Ed Yong in The Atlantic:
Today, the White House is announcing the launch of the National Microbiome Initiative (NMI)—an ambitious plan to better understand the microbes that live in humans, other animals, crops, soils, oceans, and more. These miniscule organisms are attracting mammoth budgets: federal agencies are committing $121 million to the NMI over the next two years, while more than 100 universities, non-profits, and companies are chipping in another $400 million.
Essentially, America has decided to point half a billion microscopes at the planet, and look through them.
Note the “planet” bit. There’s a tendency of read “microbiome” and automatically see “human” before it. But that’s a narcissistic view. If you condense the Earth’s history into a single calendar year, then bacteria have been around since March and humans since 11:30 p.m. on December 31. From a microbe’s point of view, we are just another ecosystem, and a relatively new one at that. “If we just look at the human microbiome, we’re missing out on a lot of biology,” says Jo Handelsman, a pioneer of the modern microbiome science and the associate director for science at the White House Office of Science and Technology Policy.

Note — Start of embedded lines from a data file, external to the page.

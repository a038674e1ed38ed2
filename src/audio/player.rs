//! `rodio` playback with a spectrum tap.
//!
//! The decoded song is wrapped in a [`Tap`] source that copies what the
//! output device consumes into a small shared ring. Each tick the player
//! transforms the most recent [`FFT_SIZE`] frames of that ring, so the
//! spectrum follows what is actually audible.

use std::collections::VecDeque;
use std::fs::File;
use std::io::BufReader;
use std::sync::{Arc, Mutex, MutexGuard};
use std::time::Duration;

use glam::Vec3;
use rodio::buffer::SamplesBuffer;
use rodio::source::ChannelVolume;
use rodio::{Decoder, OutputStream, OutputStreamHandle, Sink, Source};

use super::analyzer::{SpectrumAnalyzer, FFT_SIZE};
use super::cue::{explosion_samples, CUE_SAMPLE_RATE};
use super::spatial::mix_cue;
use super::{AudioSink, Listener, SpectrumSource};
use crate::config::SoundSettings;
use crate::error::AudioError;
use crate::playlist::{back_action, Back, Playlist};

/// Samples batched by the tap before taking the lock.
const TAP_BATCH: usize = 512;

#[derive(Debug, Default)]
struct TapBuffer {
    recent: VecDeque<f32>,
    channels: u16,
    sample_rate: u32,
    samples_played: u64,
}

impl TapBuffer {
    fn position(&self) -> Duration {
        let per_second = u64::from(self.channels.max(1)) * u64::from(self.sample_rate.max(1));
        Duration::from_secs_f64(self.samples_played as f64 / per_second as f64)
    }
}

fn lock(tap: &Mutex<TapBuffer>) -> MutexGuard<'_, TapBuffer> {
    match tap.lock() {
        Ok(guard) => guard,
        Err(poisoned) => poisoned.into_inner(),
    }
}

/// Source adapter recording the samples it yields.
struct Tap<S> {
    inner: S,
    shared: Arc<Mutex<TapBuffer>>,
    pending: Vec<f32>,
}

impl<S> Tap<S>
where
    S: Source<Item = f32>,
{
    fn new(inner: S, shared: Arc<Mutex<TapBuffer>>) -> Self {
        {
            let mut tap = lock(&shared);
            *tap = TapBuffer {
                recent: VecDeque::with_capacity(FFT_SIZE * inner.channels() as usize),
                channels: inner.channels(),
                sample_rate: inner.sample_rate(),
                samples_played: 0,
            };
        }
        Self {
            inner,
            shared,
            pending: Vec::with_capacity(TAP_BATCH),
        }
    }

    fn flush(&mut self) {
        let mut tap = lock(&self.shared);
        tap.channels = self.inner.channels();
        tap.sample_rate = self.inner.sample_rate();
        tap.samples_played += self.pending.len() as u64;
        let capacity = FFT_SIZE * tap.channels.max(1) as usize;
        tap.recent.extend(self.pending.drain(..));
        let excess = tap.recent.len().saturating_sub(capacity);
        tap.recent.drain(..excess);
    }
}

impl<S> Iterator for Tap<S>
where
    S: Source<Item = f32>,
{
    type Item = f32;

    fn next(&mut self) -> Option<f32> {
        match self.inner.next() {
            Some(sample) => {
                self.pending.push(sample);
                if self.pending.len() >= TAP_BATCH {
                    self.flush();
                }
                Some(sample)
            }
            None => {
                self.flush();
                None
            }
        }
    }
}

impl<S> Source for Tap<S>
where
    S: Source<Item = f32>,
{
    fn current_frame_len(&self) -> Option<usize> {
        self.inner.current_frame_len()
    }

    fn channels(&self) -> u16 {
        self.inner.channels()
    }

    fn sample_rate(&self) -> u32 {
        self.inner.sample_rate()
    }

    fn total_duration(&self) -> Option<Duration> {
        self.inner.total_duration()
    }
}

/// Song playback, spectrum analysis and spatial cues.
pub struct Player {
    _stream: OutputStream,
    handle: OutputStreamHandle,
    sink: Option<Sink>,
    tap: Arc<Mutex<TapBuffer>>,
    analyzers: [SpectrumAnalyzer; 2],
    frames: [Vec<f32>; 2],
    playlist: Playlist,
    listener: Listener,
    sound: SoundSettings,
    cue: Vec<f32>,
    cues_played: u64,
}

impl Player {
    /// Open the default output device.
    pub fn new(playlist: Playlist, sound: SoundSettings) -> Result<Self, AudioError> {
        let (stream, handle) = OutputStream::try_default()?;
        Ok(Self {
            _stream: stream,
            handle,
            sink: None,
            tap: Arc::new(Mutex::new(TapBuffer::default())),
            analyzers: [SpectrumAnalyzer::new(), SpectrumAnalyzer::new()],
            frames: [Vec::with_capacity(FFT_SIZE), Vec::with_capacity(FFT_SIZE)],
            playlist,
            listener: Listener::default(),
            sound,
            cue: explosion_samples(0),
            cues_played: 0,
        })
    }

    pub fn playlist(&self) -> &Playlist {
        &self.playlist
    }

    /// Title of the current song.
    pub fn title(&self) -> Option<String> {
        self.playlist.title()
    }

    /// Playback position of the current song.
    pub fn position(&self) -> Duration {
        if self.sink.is_none() {
            return Duration::ZERO;
        }
        lock(&self.tap).position()
    }

    /// Load the current song from the start and play it.
    pub fn play_song(&mut self) -> Result<(), AudioError> {
        let path = self.playlist.current().ok_or(AudioError::EmptyPlaylist)?.to_path_buf();
        // Drop the old sink first so the tap is not fed by two songs
        self.sink = None;

        let decoder = Decoder::new(BufReader::new(File::open(&path)?))?;
        let sink = Sink::try_new(&self.handle)?;
        sink.append(Tap::new(decoder.convert_samples::<f32>(), Arc::clone(&self.tap)));
        sink.play();
        self.sink = Some(sink);

        log::info!("Playing {}", path.display());
        Ok(())
    }

    /// Pause or resume; starts the current song if nothing is loaded.
    pub fn toggle_pause(&mut self) -> Result<(), AudioError> {
        match &self.sink {
            Some(sink) if sink.is_paused() => sink.play(),
            Some(sink) => sink.pause(),
            None => self.play_song()?,
        }
        Ok(())
    }

    /// Skip forward, continuing playback if a song was audible.
    pub fn next(&mut self) -> Result<(), AudioError> {
        let playing = self.is_playing();
        self.playlist.next();
        if playing {
            self.play_song()?;
        }
        Ok(())
    }

    /// Restart the song when well into it, otherwise go to the previous one.
    pub fn prev(&mut self) -> Result<(), AudioError> {
        let playing = self.is_playing();
        if playing && back_action(self.position().as_millis() as u64) == Back::Restart {
            return self.play_song();
        }
        self.playlist.advance(-1);
        if playing {
            self.play_song()?;
        }
        Ok(())
    }

    /// Advance past a finished song. Returns `true` when a new song started.
    pub fn poll(&mut self) -> Result<bool, AudioError> {
        let finished = matches!(&self.sink, Some(sink) if !sink.is_paused() && sink.empty());
        if !finished {
            return Ok(false);
        }
        self.playlist.next();
        self.play_song()?;
        Ok(true)
    }

    /// Explosion cues started so far.
    pub fn cues_played(&self) -> u64 {
        self.cues_played
    }
}

impl SpectrumSource for Player {
    fn is_playing(&self) -> bool {
        matches!(&self.sink, Some(sink) if !sink.is_paused() && !sink.empty())
    }

    fn read_spectrum(&mut self, left: &mut [f32], right: &mut [f32]) -> bool {
        let [frames_l, frames_r] = &mut self.frames;
        frames_l.clear();
        frames_r.clear();
        {
            let mut tap = lock(&self.tap);
            let channels = tap.channels.max(1) as usize;
            for frame in tap.recent.make_contiguous().chunks_exact(channels) {
                frames_l.push(frame[0]);
                frames_r.push(frame[channels.min(2) - 1]);
            }
        }
        if frames_l.is_empty() {
            return false;
        }
        let [analyzer_l, analyzer_r] = &mut self.analyzers;
        analyzer_l.magnitudes(frames_l, left);
        analyzer_r.magnitudes(frames_r, right);
        true
    }
}

impl AudioSink for Player {
    fn set_listener(&mut self, listener: &Listener) {
        self.listener = *listener;
    }

    fn play_cue(&mut self, position: Vec3) {
        let mix = mix_cue(&self.listener, position, &self.sound);
        let source = SamplesBuffer::new(1, CUE_SAMPLE_RATE, self.cue.clone())
            .amplify(self.sound.cue_volume * mix.gain)
            .speed(mix.pitch);
        let stereo = ChannelVolume::new(source, vec![mix.left, mix.right]);
        match self.handle.play_raw(stereo) {
            Ok(()) => self.cues_played += 1,
            Err(e) => log::warn!("Explosion cue dropped: {}", e),
        }
    }
}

Much of that biology is relevant to us. Soil microbes affect the viability of our farmlands. Plant microbes affect the yield of our crops. Oceanic microbes affect the circulating of oxygen, carbon, and other nutrients around the entire planet. The microbes of our buildings influence our exposure to disease-causing species. All of these are as important to us as the gut microbes that more directly affect our risk of obesity or inflammatory bowel disease.